TASK TO CARRY OUT = For this task, every record below must be reproduced exactly.

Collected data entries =
== Segment start ==
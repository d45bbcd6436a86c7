//! ActorEntity trait implementation for the [`Client`] record.

use crate::client_actor::ClientError;
use crate::framework::ActorEntity;
use crate::model::{Client, ClientCreate, ClientId, ClientUpdate};
use async_trait::async_trait;

fn check_email(email: &str) -> Result<(), ClientError> {
    if !email.is_empty() && !email.contains('@') {
        return Err(ClientError::ValidationError(format!(
            "invalid email address: {email}"
        )));
    }
    Ok(())
}

#[async_trait]
impl ActorEntity for Client {
    type Id = ClientId;
    type Create = ClientCreate;
    type Update = ClientUpdate;
    type Error = ClientError;

    /// Builds the record. Blank drafts are allowed.
    fn from_create_params(id: ClientId, params: ClientCreate) -> Result<Self, Self::Error> {
        check_email(&params.email)?;
        Ok(Self::new(id, params.name, params.email, params.phone))
    }

    /// Applies the fields present in the update.
    ///
    /// # Fields Updated
    /// - `name`
    /// - `email` (an empty value clears it; otherwise it must contain `@`)
    /// - `phone`
    async fn on_update(&mut self, update: ClientUpdate) -> Result<(), Self::Error> {
        if let Some(email) = update.email {
            check_email(&email)?;
            self.email = email;
        }
        if let Some(name) = update.name {
            self.name = name;
        }
        if let Some(phone) = update.phone {
            self.phone = phone;
        }
        Ok(())
    }
}

#[cfg(test)]
mod tests {
    use super::*;

    #[test]
    fn test_blank_draft_is_accepted() {
        let client = Client::from_create_params(ClientId(3), ClientCreate::default()).unwrap();
        assert_eq!(client, Client::new(ClientId(3), "", "", ""));
    }

    #[tokio::test]
    async fn test_update_rejects_malformed_email_without_partial_changes() {
        let mut client = Client::new(ClientId(1), "Bob", "b@x.com", "1");
        let update = ClientUpdate {
            name: Some("Robert".into()),
            email: Some("not-an-email".into()),
            phone: None,
        };

        let result = client.on_update(update).await;
        assert!(matches!(result, Err(ClientError::ValidationError(_))));
        assert_eq!(client.name, "Bob");
    }
}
== Segment end ==
TASK ANSWER =
repository d45bbcd6436a86c7
//! ActorEntity trait implementation for the [`Client`] record.

use crate::client_actor::ClientError;
use crate::framework::ActorEntity;
use crate::model::{Client, ClientCreate, ClientId, ClientUpdate};
use async_trait::async_trait;

fn check_email(email: &str) -> Result<(), ClientError> {
    if !email.is_empty() && !email.contains('@') {
        return Err(ClientError::ValidationError(format!(
            "invalid email address: {email}"
        )));
    }
    Ok(())
}

#[async_trait]
impl ActorEntity for Client {
    type Id = ClientId;
    type Create = ClientCreate;
    type Update = ClientUpdate;
    type Error = ClientError;

    /// Builds the record. Blank drafts are allowed.
    fn from_create_params(id: ClientId, params: ClientCreate) -> Result<Self, Self::Error> {
        check_email(&params.email)?;
        Ok(Self::new(id, params.name, params.email, params.phone))
    }

    /// Applies the fields present in the update.
    ///
    /// # Fields Updated
    /// - `name`
    /// - `email` (an empty value clears it; otherwise it must contain `@`)
    /// - `phone`
    async fn on_update(&mut self, update: ClientUpdate) -> Result<(), Self::Error> {
        if let Some(email) = update.email {
            check_email(&email)?;
            self.email = email;
        }
        if let Some(name) = update.name {
            self.name = name;
        }
        if let Some(phone) = update.phone {
            self.phone = phone;
        }
        Ok(())
    }
}

#[cfg(test)]
mod tests {
    use super::*;

    #[test]
    fn test_blank_draft_is_accepted() {
        let client = Client::from_create_params(ClientId(3), ClientCreate::default()).unwrap();
        assert_eq!(client, Client::new(ClientId(3), "", "", ""));
    }

    #[tokio::test]
    async fn test_update_rejects_malformed_email_without_partial_changes() {
        let mut client = Client::new(ClientId(1), "Bob", "b@x.com", "1");
        let update = ClientUpdate {
            name: Some("Robert".into()),
            email: Some("not-an-email".into()),
            phone: None,
        };

        let result = client.on_update(update).await;
        assert!(matches!(result, Err(ClientError::ValidationError(_))));
        assert_eq!(client.name, "Bob");
    }
}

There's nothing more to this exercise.